- **TASK ITEM**
Every line of the records below that has the word "failed" should be copied.

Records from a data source
BEGIN
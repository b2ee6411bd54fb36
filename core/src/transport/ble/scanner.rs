/// Scanner-side ingestion of tag advertisements
///
/// Raw manufacturer data from the radio is turned into [`Sighting`]s and
/// pushed into the bounded sighting queue. The queue applies backpressure:
/// when it is full the scan task waits rather than dropping sightings.
use super::constants::{CONFIG_INDEX, VENDOR_ID};
use crate::shutdown::{wait_for_shutdown, ShutdownSignal};
use crate::transport::abstraction::RawAdvertisement;
use futures::{Stream, StreamExt};
use tokio::sync::mpsc;
use tokio::time::Instant;
use tracing::{debug, info, trace};

/// Largest fragment payload taken from one advertisement
pub const MAX_FRAGMENT_CONTENT: usize = 22;

/// What a single advertisement said
#[derive(Debug, Clone, PartialEq, Eq)]
pub enum SightingKind {
    /// Tag is in provisioning mode
    Config,
    /// Key fragment exactly as seen on air
    Fragment { index: u8, payload: Vec<u8> },
}

/// One tag advertisement observed at a point in time
#[derive(Debug, Clone, PartialEq, Eq)]
pub struct Sighting {
    pub address: String,
    pub seen_at: Instant,
    pub kind: SightingKind,
}

impl Sighting {
    pub fn config(address: impl Into<String>, seen_at: Instant) -> Self {
        Self {
            address: address.into(),
            seen_at,
            kind: SightingKind::Config,
        }
    }

    pub fn fragment(address: impl Into<String>, seen_at: Instant, index: u8, payload: Vec<u8>) -> Self {
        Self {
            address: address.into(),
            seen_at,
            kind: SightingKind::Fragment { index, payload },
        }
    }
}

/// Turn one advertisement report into zero or more sightings
pub fn parse_advertisement(raw: &RawAdvertisement, seen_at: Instant) -> Vec<Sighting> {
    let mut sightings = Vec::new();
    for (vendor_id, content) in &raw.manufacturer_data {
        if *vendor_id != VENDOR_ID {
            trace!(
                "Ignoring manufacturer data with vendor id {:#06x} from {}",
                vendor_id, raw.address
            );
            continue;
        }
        let Some(&index) = content.first() else {
            debug!("Empty manufacturer data from {}", raw.address);
            continue;
        };
        match index {
            CONFIG_INDEX => sightings.push(Sighting::config(raw.address.clone(), seen_at)),
            1..=3 => {
                let end = content.len().min(MAX_FRAGMENT_CONTENT + 1);
                sightings.push(Sighting::fragment(
                    raw.address.clone(),
                    seen_at,
                    index,
                    content[1..end].to_vec(),
                ));
            }
            other => debug!("Ignoring unknown index {} from {}", other, raw.address),
        }
    }
    sightings
}

/// Counters reported when the scan task ends
#[derive(Debug, Clone, Copy, Default, PartialEq, Eq)]
pub struct ScanStats {
    pub reports: u64,
    pub sightings: u64,
}

/// Sole producer of the sighting queue.
///
/// Runs until shutdown, until the radio stream ends, or until the consumer
/// goes away.
pub async fn run_scan_task<S>(
    mut reports: S,
    tx: mpsc::Sender<Sighting>,
    mut shutdown: ShutdownSignal,
) -> ScanStats
where
    S: Stream<Item = RawAdvertisement> + Unpin,
{
    let mut stats = ScanStats::default();
    info!("Scan task started");

    loop {
        let raw = tokio::select! {
            _ = wait_for_shutdown(&mut shutdown) => break,
            next = reports.next() => match next {
                Some(raw) => raw,
                None => {
                    info!("Radio stream ended");
                    break;
                }
            },
        };
        stats.reports += 1;

        for sighting in parse_advertisement(&raw, Instant::now()) {
            tokio::select! {
                sent = tx.send(sighting) => {
                    if sent.is_err() {
                        debug!("Sighting queue closed");
                        return stats;
                    }
                    stats.sightings += 1;
                }
                _ = wait_for_shutdown(&mut shutdown) => return stats,
            }
        }
    }

    info!(
        "Scan task stopped after {} reports, {} sightings",
        stats.reports, stats.sightings
    );
    stats
}
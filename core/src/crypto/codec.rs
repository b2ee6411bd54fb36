// Key codec: RSA-512 public key <-> 64-byte little-endian modulus
//
// Tags never carry a full DER public key. The only thing provisioned,
// persisted and broadcast is the modulus, written little-endian into
// exactly 64 bytes. The public exponent is fixed at 65537, so any
// scanner can rebuild the owner's public key from those bytes alone.
//
// Reports are encrypted with PKCS#1 v1.5, the padding every deployed
// owner device decrypts.

use rsa::traits::PublicKeyParts;
use rsa::{BigUint, Pkcs1v15Encrypt, RsaPrivateKey, RsaPublicKey};
use std::fmt;
use thiserror::Error;

/// Size of the wire/persisted key representation
pub const KEY_MATERIAL_LEN: usize = 64;

/// Required modulus size in bits
pub const MODULUS_BITS: usize = 512;

/// Fixed RSA public exponent
pub const PUBLIC_EXPONENT: u32 = 65537;

/// PKCS#1 v1.5 padding overhead per block
const PKCS1_V15_OVERHEAD: usize = 11;

/// Largest plaintext that fits a single PKCS#1 v1.5 block for a 512-bit modulus
pub const MAX_PLAINTEXT_LEN: usize = KEY_MATERIAL_LEN - PKCS1_V15_OVERHEAD;

/// Errors for key encoding and report encryption
#[derive(Error, Debug, Clone, PartialEq, Eq)]
pub enum KeyError {
    #[error("Invalid key material length: expected 64 bytes, got {0}")]
    InvalidLength(usize),
    #[error("Modulus is {0} bits, expected 512")]
    InvalidModulusBits(usize),
    #[error("Unsupported public exponent")]
    UnsupportedExponent,
    #[error("Invalid RSA key: {0}")]
    InvalidKey(String),
    #[error("Encryption failed: {0}")]
    Encrypt(String),
    #[error("Decryption failed: {0}")]
    Decrypt(String),
}

/// 64-byte little-endian encoding of a 512-bit RSA modulus
#[derive(Clone, PartialEq, Eq, Hash)]
pub struct KeyMaterial([u8; KEY_MATERIAL_LEN]);

impl KeyMaterial {
    /// Build key material from a slice, which must be exactly 64 bytes
    pub fn from_bytes(bytes: &[u8]) -> Result<Self, KeyError> {
        let raw: [u8; KEY_MATERIAL_LEN] = bytes
            .try_into()
            .map_err(|_| KeyError::InvalidLength(bytes.len()))?;
        Ok(Self(raw))
    }

    pub fn as_bytes(&self) -> &[u8; KEY_MATERIAL_LEN] {
        &self.0
    }

    pub fn to_hex(&self) -> String {
        hex::encode(self.0)
    }
}

impl From<[u8; KEY_MATERIAL_LEN]> for KeyMaterial {
    fn from(raw: [u8; KEY_MATERIAL_LEN]) -> Self {
        Self(raw)
    }
}

impl AsRef<[u8]> for KeyMaterial {
    fn as_ref(&self) -> &[u8] {
        &self.0
    }
}

impl fmt::Debug for KeyMaterial {
    fn fmt(&self, f: &mut fmt::Formatter<'_>) -> fmt::Result {
        write!(f, "KeyMaterial({}..)", hex::encode(&self.0[..8]))
    }
}

/// Rebuild an RSA public key from its 64-byte wire form.
///
/// The bytes are read as a little-endian unsigned modulus with exponent
/// 65537. Anything that does not come out as exactly 512 bits is rejected:
/// a corrupted fragment set must never produce a usable key.
pub fn decode_public_key(material: &KeyMaterial) -> Result<RsaPublicKey, KeyError> {
    let modulus = BigUint::from_bytes_le(material.as_bytes());
    let bits = modulus.bits();
    if bits != MODULUS_BITS {
        return Err(KeyError::InvalidModulusBits(bits));
    }

    RsaPublicKey::new(modulus, BigUint::from(PUBLIC_EXPONENT))
        .map_err(|e| KeyError::InvalidKey(e.to_string()))
}

/// Encode an RSA public key into its 64-byte wire form
pub fn encode_public_key(public_key: &RsaPublicKey) -> Result<KeyMaterial, KeyError> {
    if public_key.e() != &BigUint::from(PUBLIC_EXPONENT) {
        return Err(KeyError::UnsupportedExponent);
    }

    let bits = public_key.n().bits();
    if bits != MODULUS_BITS {
        return Err(KeyError::InvalidModulusBits(bits));
    }

    let le = public_key.n().to_bytes_le();
    let mut raw = [0u8; KEY_MATERIAL_LEN];
    raw[..le.len()].copy_from_slice(&le);
    Ok(KeyMaterial(raw))
}

/// Encrypt a report payload to a tag owner's public key (PKCS#1 v1.5)
pub fn encrypt(public_key: &RsaPublicKey, plaintext: &[u8]) -> Result<Vec<u8>, KeyError> {
    if plaintext.len() > MAX_PLAINTEXT_LEN {
        return Err(KeyError::Encrypt(format!(
            "payload is {} bytes, limit is {}",
            plaintext.len(),
            MAX_PLAINTEXT_LEN
        )));
    }

    public_key
        .encrypt(&mut rand::rngs::OsRng, Pkcs1v15Encrypt, plaintext)
        .map_err(|e| KeyError::Encrypt(e.to_string()))
}

/// Decrypt a report with the owner's private key (PKCS#1 v1.5)
pub fn decrypt(private_key: &RsaPrivateKey, ciphertext: &[u8]) -> Result<Vec<u8>, KeyError> {
    private_key
        .decrypt(Pkcs1v15Encrypt, ciphertext)
        .map_err(|e| KeyError::Decrypt(e.to_string()))
}
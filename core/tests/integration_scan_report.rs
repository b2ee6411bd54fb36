//! Scanner path end to end
//!
//! Broadcaster advertisements -> scan task -> bounded queue -> scanner loop
//! -> directory -> owner query and decryption. Also covers the owner-set
//! layout, where the scanner keeps reporting after provisioning gives up.
//!
//! Run with: cargo test --test integration_scan_report

use futures::StreamExt;
use keybeacon_core::directory::MemoryDirectory;
use keybeacon_core::identity::OwnerKeys;
use keybeacon_core::node::{NodeConfig, ScannerNode};
use keybeacon_core::provision::{run_provisioning_task, ProvisionConfig};
use keybeacon_core::report::{query_reports, Reporter, StaticLocation, DEFAULT_LOCATION};
use keybeacon_core::shutdown::shutdown_channel;
use keybeacon_core::transport::ble::{run_scan_task, FragmentBroadcaster, ProvisionError};
use keybeacon_core::transport::{LoopbackRadio, RawAdvertisement};
use std::sync::Arc;
use std::time::Duration;
use tokio::sync::mpsc;

const TAG: &str = "B8:27:EB:00:AA:01";

fn as_raw(radio: &LoopbackRadio, address: &str) -> Vec<RawAdvertisement> {
    radio
        .active_advertisements()
        .into_iter()
        .map(|adv| RawAdvertisement {
            address: address.to_string(),
            manufacturer_data: adv.manufacturer_data.into_iter().collect(),
        })
        .collect()
}

#[tokio::test]
async fn test_broadcast_reassembled_and_reported_to_owner() {
    let owner = OwnerKeys::generate().unwrap();
    let key = owner.key_material().unwrap();

    let radio = LoopbackRadio::new();
    let mut broadcaster = FragmentBroadcaster::for_key(&key);
    broadcaster.start(&radio).await.unwrap();

    // The scanner hears every fragment several times
    let mut reports = Vec::new();
    for _ in 0..4 {
        reports.extend(as_raw(&radio, TAG));
    }
    broadcaster.stop();

    let directory = MemoryDirectory::new();
    let reporter = Reporter::new(
        Arc::new(directory.clone()),
        Arc::new(StaticLocation::default()),
    );
    let mut node = ScannerNode::new(
        NodeConfig::default().with_poll_interval(Duration::from_millis(5)),
        reporter,
    );
    let (tx, rx) = node.sighting_channel();
    let (_stop, shutdown) = shutdown_channel();

    let scan = tokio::spawn(run_scan_task(
        futures::stream::iter(reports).boxed(),
        tx,
        shutdown.clone(),
    ));
    let stats = node.run(rx, shutdown).await;
    let scan_stats = scan.await.unwrap();

    assert_eq!(scan_stats.sightings, 12);
    assert_eq!(stats.sightings, 12);
    assert_eq!(stats.keys_completed, 1);
    assert_eq!(stats.uploads_ok, 1);

    let decrypted = query_reports(&directory, &owner).await.unwrap();
    assert_eq!(decrypted.len(), 1);
    tokio_test::assert_ok!(&decrypted[0].content);
    assert_eq!(decrypted[0].content.as_deref().unwrap(), DEFAULT_LOCATION);
}

#[tokio::test]
async fn test_two_tags_are_tracked_independently() {
    let first = OwnerKeys::generate().unwrap();
    let second = OwnerKeys::generate().unwrap();

    let mut reports = Vec::new();
    for (address, owner) in [("AA:00:00:00:00:01", &first), ("AA:00:00:00:00:02", &second)] {
        let radio = LoopbackRadio::new();
        let mut broadcaster = FragmentBroadcaster::for_key(&owner.key_material().unwrap());
        broadcaster.start(&radio).await.unwrap();
        reports.push(as_raw(&radio, address));
    }
    // Interleave the two tags' fragments
    let mut interleaved = Vec::new();
    for i in 0..3 {
        interleaved.push(reports[0][i].clone());
        interleaved.push(reports[1][i].clone());
    }

    let directory = MemoryDirectory::new();
    let mut node = ScannerNode::new(
        NodeConfig::default().with_poll_interval(Duration::from_millis(5)),
        Reporter::new(Arc::new(directory.clone()), Arc::new(StaticLocation::default())),
    );
    let (tx, rx) = node.sighting_channel();
    let (_stop, shutdown) = shutdown_channel();
    let scan = tokio::spawn(run_scan_task(
        futures::stream::iter(interleaved).boxed(),
        tx,
        shutdown.clone(),
    ));
    let stats = node.run(rx, shutdown).await;
    scan.await.unwrap();

    assert_eq!(stats.keys_completed, 2);
    assert_eq!(node.registry().len(), 2);
    assert_eq!(query_reports(&directory, &first).await.unwrap().len(), 1);
    assert_eq!(query_reports(&directory, &second).await.unwrap().len(), 1);
}

#[tokio::test]
async fn test_wrong_owner_cannot_read_reports() {
    let owner = OwnerKeys::generate().unwrap();
    let stranger = OwnerKeys::generate().unwrap();
    let key = owner.key_material().unwrap();

    let directory = MemoryDirectory::new();
    let reporter = Reporter::new(
        Arc::new(directory.clone()),
        Arc::new(StaticLocation::new(b"51.5007,-0.1246".to_vec())),
    );
    reporter.report(&key, owner.public_key()).await.unwrap();

    // The stranger queries under their own key and sees nothing
    assert!(query_reports(&directory, &stranger).await.unwrap().is_empty());

    let mine = query_reports(&directory, &owner).await.unwrap();
    assert_eq!(mine[0].content.as_deref().unwrap(), b"51.5007,-0.1246");
}

#[tokio::test]
async fn test_reports_keep_flowing_after_provisioning_finds_no_tag() {
    let owner = OwnerKeys::generate().unwrap();
    let key = owner.key_material().unwrap();

    let directory = MemoryDirectory::new();
    let (candidate_tx, candidate_rx) = mpsc::channel(8);
    let mut node = ScannerNode::new(
        NodeConfig::default().with_poll_interval(Duration::from_millis(5)),
        Reporter::new(Arc::new(directory.clone()), Arc::new(StaticLocation::default())),
    )
    .with_config_candidates(candidate_tx);
    let (tx, rx) = node.sighting_channel();
    let (stop, shutdown) = shutdown_channel();

    // A live radio feed that stays open for the whole run
    let (radio_tx, radio_rx) = futures::channel::mpsc::unbounded::<RawAdvertisement>();
    let scan = tokio::spawn(run_scan_task(radio_rx, tx, shutdown.clone()));
    let node_shutdown = shutdown.clone();
    let node_task = tokio::spawn(async move { node.run(rx, node_shutdown).await });

    // No tag is in config mode, so provisioning gives up
    let outcome = run_provisioning_task(
        Arc::new(LoopbackRadio::new()),
        key.clone(),
        candidate_rx,
        shutdown.clone(),
        ProvisionConfig::default().with_candidate_window(Duration::from_millis(50)),
    )
    .await;
    assert_eq!(outcome.unwrap_err(), ProvisionError::NoCandidate);

    // A provisioned tag starts beaconing afterwards
    let radio = LoopbackRadio::new();
    let mut broadcaster = FragmentBroadcaster::for_key(&key);
    broadcaster.start(&radio).await.unwrap();
    for raw in as_raw(&radio, TAG) {
        radio_tx.unbounded_send(raw).unwrap();
    }
    broadcaster.stop();

    tokio::time::timeout(Duration::from_secs(5), async {
        while directory.report_count() == 0 {
            tokio::time::sleep(Duration::from_millis(5)).await;
        }
    })
    .await
    .unwrap();

    stop.send(true).unwrap();
    let stats = node_task.await.unwrap();
    let scan_stats = scan.await.unwrap();
    assert_eq!(scan_stats.sightings, 3);
    assert_eq!(stats.keys_completed, 1);
    assert_eq!(stats.uploads_ok, 1);

    let decrypted = query_reports(&directory, &owner).await.unwrap();
    assert_eq!(decrypted.len(), 1);
    assert_eq!(decrypted[0].content.as_deref().unwrap(), DEFAULT_LOCATION);
}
END
- **EXERCISE OUTPUT**
    #[error("Encryption failed: {0}")]
    #[error("Decryption failed: {0}")]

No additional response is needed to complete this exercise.